BEGIN PROVIDED DATA

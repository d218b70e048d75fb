use crate::aspects::types::{AspectKind, AspectMatch, AspectRecord, OrbPolicy, ASPECT_TABLE};
use crate::ephemeris::{Body, PlanetPosition};
use std::collections::BTreeMap;

/// Shortest angular separation between two longitudes, in [0, 180].
///
/// Inputs may be any real angle; 359° and 1° are 2° apart.
pub fn angular_separation(a: f64, b: f64) -> f64 {
    ((a - b + 180.0).rem_euclid(360.0) - 180.0).abs()
}

/// Every aspect whose window `[angle - orb, angle + orb]` contains `separation`.
///
/// Results follow table order.
pub fn classify(separation: f64, orb: f64) -> Vec<AspectMatch> {
    ASPECT_TABLE
        .iter()
        .filter_map(|(kind, angle, _)| {
            let deviation = (separation - angle).abs();
            (deviation <= orb).then_some(AspectMatch {
                kind: *kind,
                separation,
                deviation,
            })
        })
        .collect()
}

/// The matching aspect closest to its exact angle; ties keep table order.
pub fn closest_aspect(separation: f64, orb: f64) -> Option<AspectMatch> {
    classify(separation, orb)
        .into_iter()
        .reduce(|best, m| if m.deviation < best.deviation { m } else { best })
}

/// Aspect calculator
#[derive(Debug, Clone, Default)]
pub struct AspectCalculator {
    orbs: OrbPolicy,
}

impl AspectCalculator {
    pub fn new(orbs: OrbPolicy) -> Self {
        Self { orbs }
    }

    pub fn orbs(&self) -> &OrbPolicy {
        &self.orbs
    }

    /// Aspect between two longitudes for a given orb
    pub fn calculate_aspect(&self, lon1: f64, lon2: f64, orb: f64) -> Option<AspectMatch> {
        closest_aspect(angular_separation(lon1, lon2), orb)
    }

    /// Aspects within a single chart: each unordered pair once (i < j), default orb.
    pub fn chart_aspects(&self, positions: &BTreeMap<Body, PlanetPosition>) -> Vec<AspectRecord> {
        let bodies: Vec<(&Body, &PlanetPosition)> = positions.iter().collect();
        let mut records = Vec::new();

        for i in 0..bodies.len() {
            for j in (i + 1)..bodies.len() {
                let (b1, p1) = bodies[i];
                let (b2, p2) = bodies[j];
                let orb = self.orbs.single_chart_orb(*b1, *b2);

                if let Some(m) = self.calculate_aspect(p1.lon, p2.lon, orb) {
                    records.push(record(*b1, *b2, m));
                }
            }
        }

        records
    }

    /// Aspects between two charts: the full cross-product, with the
    /// luminary orb applied when either body is the Sun or Moon.
    ///
    /// `first` of every record comes from `outer`, `second` from `inner`.
    pub fn cross_aspects(
        &self,
        outer: &BTreeMap<Body, PlanetPosition>,
        inner: &BTreeMap<Body, PlanetPosition>,
    ) -> Vec<AspectRecord> {
        let mut records = Vec::new();

        for (b1, p1) in outer {
            for (b2, p2) in inner {
                let orb = self.orbs.cross_chart_orb(*b1, *b2);
                if let Some(m) = self.calculate_aspect(p1.lon, p2.lon, orb) {
                    records.push(record(*b1, *b2, m));
                }
            }
        }

        records
    }
}

fn record(first: Body, second: Body, m: AspectMatch) -> AspectRecord {
    AspectRecord {
        first,
        second,
        kind: m.kind,
        separation: m.separation,
    }
}

/// Count records per aspect kind, in table order
pub fn count_by_kind(records: &[AspectRecord]) -> BTreeMap<AspectKind, usize> {
    let mut counts = BTreeMap::new();
    for r in records {
        *counts.entry(r.kind).or_insert(0) += 1;
    }
    counts
}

END PROVIDED DATA

Count the lines above holding "outer". Give only the number.

3